(Task to complete): The data that follows is to be given again, exactly as written.

[Records from a data collection]
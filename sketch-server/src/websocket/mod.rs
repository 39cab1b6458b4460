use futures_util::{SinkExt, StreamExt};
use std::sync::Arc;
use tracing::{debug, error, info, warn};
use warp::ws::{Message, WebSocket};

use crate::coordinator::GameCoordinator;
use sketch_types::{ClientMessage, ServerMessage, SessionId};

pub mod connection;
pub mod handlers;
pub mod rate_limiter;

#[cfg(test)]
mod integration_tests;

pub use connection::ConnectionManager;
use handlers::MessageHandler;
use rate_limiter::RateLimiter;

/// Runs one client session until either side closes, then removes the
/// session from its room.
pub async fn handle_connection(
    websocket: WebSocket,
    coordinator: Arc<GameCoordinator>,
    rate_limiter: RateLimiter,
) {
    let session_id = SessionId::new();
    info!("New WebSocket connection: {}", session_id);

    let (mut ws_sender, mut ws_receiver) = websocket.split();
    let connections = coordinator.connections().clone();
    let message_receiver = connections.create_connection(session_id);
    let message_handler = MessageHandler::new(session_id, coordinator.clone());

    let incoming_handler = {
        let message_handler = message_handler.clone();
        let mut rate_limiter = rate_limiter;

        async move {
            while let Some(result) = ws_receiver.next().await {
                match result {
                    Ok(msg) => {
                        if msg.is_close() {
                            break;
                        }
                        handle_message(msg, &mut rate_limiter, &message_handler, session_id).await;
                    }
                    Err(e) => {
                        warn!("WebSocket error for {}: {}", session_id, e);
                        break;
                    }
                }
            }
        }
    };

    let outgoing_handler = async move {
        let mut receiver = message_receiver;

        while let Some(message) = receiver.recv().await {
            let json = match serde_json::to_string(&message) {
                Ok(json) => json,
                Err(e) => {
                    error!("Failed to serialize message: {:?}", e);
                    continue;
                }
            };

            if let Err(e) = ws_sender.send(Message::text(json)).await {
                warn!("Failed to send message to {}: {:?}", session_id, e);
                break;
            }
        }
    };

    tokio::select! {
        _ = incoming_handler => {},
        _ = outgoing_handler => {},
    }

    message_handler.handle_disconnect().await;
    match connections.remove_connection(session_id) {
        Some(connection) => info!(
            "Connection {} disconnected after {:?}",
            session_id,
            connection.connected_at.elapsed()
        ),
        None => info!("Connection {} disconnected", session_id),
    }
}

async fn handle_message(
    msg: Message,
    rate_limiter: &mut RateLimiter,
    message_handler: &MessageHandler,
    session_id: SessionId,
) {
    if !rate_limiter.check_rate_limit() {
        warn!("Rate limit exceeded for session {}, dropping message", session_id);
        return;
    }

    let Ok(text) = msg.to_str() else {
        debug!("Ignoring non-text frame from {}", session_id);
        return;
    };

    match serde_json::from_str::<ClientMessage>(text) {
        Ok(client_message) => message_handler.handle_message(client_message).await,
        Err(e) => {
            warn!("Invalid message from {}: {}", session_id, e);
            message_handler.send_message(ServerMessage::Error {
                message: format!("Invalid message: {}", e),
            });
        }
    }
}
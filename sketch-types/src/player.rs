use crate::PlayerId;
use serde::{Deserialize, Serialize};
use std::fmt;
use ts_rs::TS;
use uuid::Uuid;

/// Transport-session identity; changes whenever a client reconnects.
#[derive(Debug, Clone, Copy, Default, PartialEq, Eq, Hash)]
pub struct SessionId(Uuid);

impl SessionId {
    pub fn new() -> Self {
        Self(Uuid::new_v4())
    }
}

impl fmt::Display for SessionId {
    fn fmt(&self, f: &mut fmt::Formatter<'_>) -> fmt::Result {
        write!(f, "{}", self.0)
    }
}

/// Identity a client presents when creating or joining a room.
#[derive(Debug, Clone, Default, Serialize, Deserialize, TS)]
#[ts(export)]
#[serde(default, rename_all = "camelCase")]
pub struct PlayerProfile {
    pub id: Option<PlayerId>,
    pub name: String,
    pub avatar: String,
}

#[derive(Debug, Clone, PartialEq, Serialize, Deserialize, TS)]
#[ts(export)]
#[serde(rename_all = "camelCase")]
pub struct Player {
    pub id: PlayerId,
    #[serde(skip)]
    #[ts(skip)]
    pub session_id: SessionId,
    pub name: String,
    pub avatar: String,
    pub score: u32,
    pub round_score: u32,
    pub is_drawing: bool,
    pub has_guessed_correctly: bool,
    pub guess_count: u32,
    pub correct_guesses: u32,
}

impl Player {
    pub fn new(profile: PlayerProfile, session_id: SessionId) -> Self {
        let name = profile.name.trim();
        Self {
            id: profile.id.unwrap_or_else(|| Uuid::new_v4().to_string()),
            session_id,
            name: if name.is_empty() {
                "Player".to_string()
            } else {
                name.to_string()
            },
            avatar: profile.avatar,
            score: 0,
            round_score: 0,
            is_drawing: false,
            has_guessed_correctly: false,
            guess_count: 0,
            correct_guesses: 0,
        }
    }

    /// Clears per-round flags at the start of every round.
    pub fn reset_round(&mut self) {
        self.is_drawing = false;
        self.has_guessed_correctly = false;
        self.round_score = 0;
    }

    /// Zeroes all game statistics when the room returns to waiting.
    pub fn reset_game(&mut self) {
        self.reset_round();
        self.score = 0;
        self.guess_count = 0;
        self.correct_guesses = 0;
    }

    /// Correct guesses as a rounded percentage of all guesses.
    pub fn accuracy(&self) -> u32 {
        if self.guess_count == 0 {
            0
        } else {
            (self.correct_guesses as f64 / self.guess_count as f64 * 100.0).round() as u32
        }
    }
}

(Exercise output):
filename sketch-server/src/websocket/mod.rs
repository 39cab1b6458b4460
use futures_util::{SinkExt, StreamExt};
use std::sync::Arc;
use tracing::{debug, error, info, warn};
use warp::ws::{Message, WebSocket};

use crate::coordinator::GameCoordinator;
use sketch_types::{ClientMessage, ServerMessage, SessionId};

pub mod connection;
pub mod handlers;
pub mod rate_limiter;

#[cfg(test)]
mod integration_tests;

pub use connection::ConnectionManager;
use handlers::MessageHandler;
use rate_limiter::RateLimiter;

/// Runs one client session until either side closes, then removes the
/// session from its room.
pub async fn handle_connection(
    websocket: WebSocket,
    coordinator: Arc<GameCoordinator>,
    rate_limiter: RateLimiter,
) {
    let session_id = SessionId::new();
    info!("New WebSocket connection: {}", session_id);

    let (mut ws_sender, mut ws_receiver) = websocket.split();
    let connections = coordinator.connections().clone();
    let message_receiver = connections.create_connection(session_id);
    let message_handler = MessageHandler::new(session_id, coordinator.clone());

    let incoming_handler = {
        let message_handler = message_handler.clone();
        let mut rate_limiter = rate_limiter;

        async move {
            while let Some(result) = ws_receiver.next().await {
                match result {
                    Ok(msg) => {
                        if msg.is_close() {
                            break;
                        }
                        handle_message(msg, &mut rate_limiter, &message_handler, session_id).await;
                    }
                    Err(e) => {
                        warn!("WebSocket error for {}: {}", session_id, e);
                        break;
                    }
                }
            }
        }
    };

    let outgoing_handler = async move {
        let mut receiver = message_receiver;

        while let Some(message) = receiver.recv().await {
            let json = match serde_json::to_string(&message) {
                Ok(json) => json,
                Err(e) => {
                    error!("Failed to serialize message: {:?}", e);
                    continue;
                }
            };

            if let Err(e) = ws_sender.send(Message::text(json)).await {
                warn!("Failed to send message to {}: {:?}", session_id, e);
                break;
            }
        }
    };

    tokio::select! {
        _ = incoming_handler => {},
        _ = outgoing_handler => {},
    }

    message_handler.handle_disconnect().await;
    match connections.remove_connection(session_id) {
        Some(connection) => info!(
            "Connection {} disconnected after {:?}",
            session_id,
            connection.connected_at.elapsed()
        ),
        None => info!("Connection {} disconnected", session_id),
    }
}

async fn handle_message(
    msg: Message,
    rate_limiter: &mut RateLimiter,
    message_handler: &MessageHandler,
    session_id: SessionId,
) {
    if !rate_limiter.check_rate_limit() {
        warn!("Rate limit exceeded for session {}, dropping message", session_id);
        return;
    }

    let Ok(text) = msg.to_str() else {
        debug!("Ignoring non-text frame from {}", session_id);
        return;
    };

    match serde_json::from_str::<ClientMessage>(text) {
        Ok(client_message) => message_handler.handle_message(client_message).await,
        Err(e) => {
            warn!("Invalid message from {}: {}", session_id, e);
            message_handler.send_message(ServerMessage::Error {
                message: format!("Invalid message: {}", e),
            });
        }
    }
}
filename sketch-types/src/player.rs
use crate::PlayerId;
use serde::{Deserialize, Serialize};
use std::fmt;
use ts_rs::TS;
use uuid::Uuid;

/// Transport-session identity; changes whenever a client reconnects.
#[derive(Debug, Clone, Copy, Default, PartialEq, Eq, Hash)]
pub struct SessionId(Uuid);

impl SessionId {
    pub fn new() -> Self {
        Self(Uuid::new_v4())
    }
}

impl fmt::Display for SessionId {
    fn fmt(&self, f: &mut fmt::Formatter<'_>) -> fmt::Result {
        write!(f, "{}", self.0)
    }
}

/// Identity a client presents when creating or joining a room.
#[derive(Debug, Clone, Default, Serialize, Deserialize, TS)]
#[ts(export)]
#[serde(default, rename_all = "camelCase")]
pub struct PlayerProfile {
    pub id: Option<PlayerId>,
    pub name: String,
    pub avatar: String,
}

#[derive(Debug, Clone, PartialEq, Serialize, Deserialize, TS)]
#[ts(export)]
#[serde(rename_all = "camelCase")]
pub struct Player {
    pub id: PlayerId,
    #[serde(skip)]
    #[ts(skip)]
    pub session_id: SessionId,
    pub name: String,
    pub avatar: String,
    pub score: u32,
    pub round_score: u32,
    pub is_drawing: bool,
    pub has_guessed_correctly: bool,
    pub guess_count: u32,
    pub correct_guesses: u32,
}

impl Player {
    pub fn new(profile: PlayerProfile, session_id: SessionId) -> Self {
        let name = profile.name.trim();
        Self {
            id: profile.id.unwrap_or_else(|| Uuid::new_v4().to_string()),
            session_id,
            name: if name.is_empty() {
                "Player".to_string()
            } else {
                name.to_string()
            },
            avatar: profile.avatar,
            score: 0,
            round_score: 0,
            is_drawing: false,
            has_guessed_correctly: false,
            guess_count: 0,
            correct_guesses: 0,
        }
    }

    /// Clears per-round flags at the start of every round.
    pub fn reset_round(&mut self) {
        self.is_drawing = false;
        self.has_guessed_correctly = false;
        self.round_score = 0;
    }

    /// Zeroes all game statistics when the room returns to waiting.
    pub fn reset_game(&mut self) {
        self.reset_round();
        self.score = 0;
        self.guess_count = 0;
        self.correct_guesses = 0;
    }

    /// Correct guesses as a rounded percentage of all guesses.
    pub fn accuracy(&self) -> u32 {
        if self.guess_count == 0 {
            0
        } else {
            (self.correct_guesses as f64 / self.guess_count as f64 * 100.0).round() as u32
        }
    }
}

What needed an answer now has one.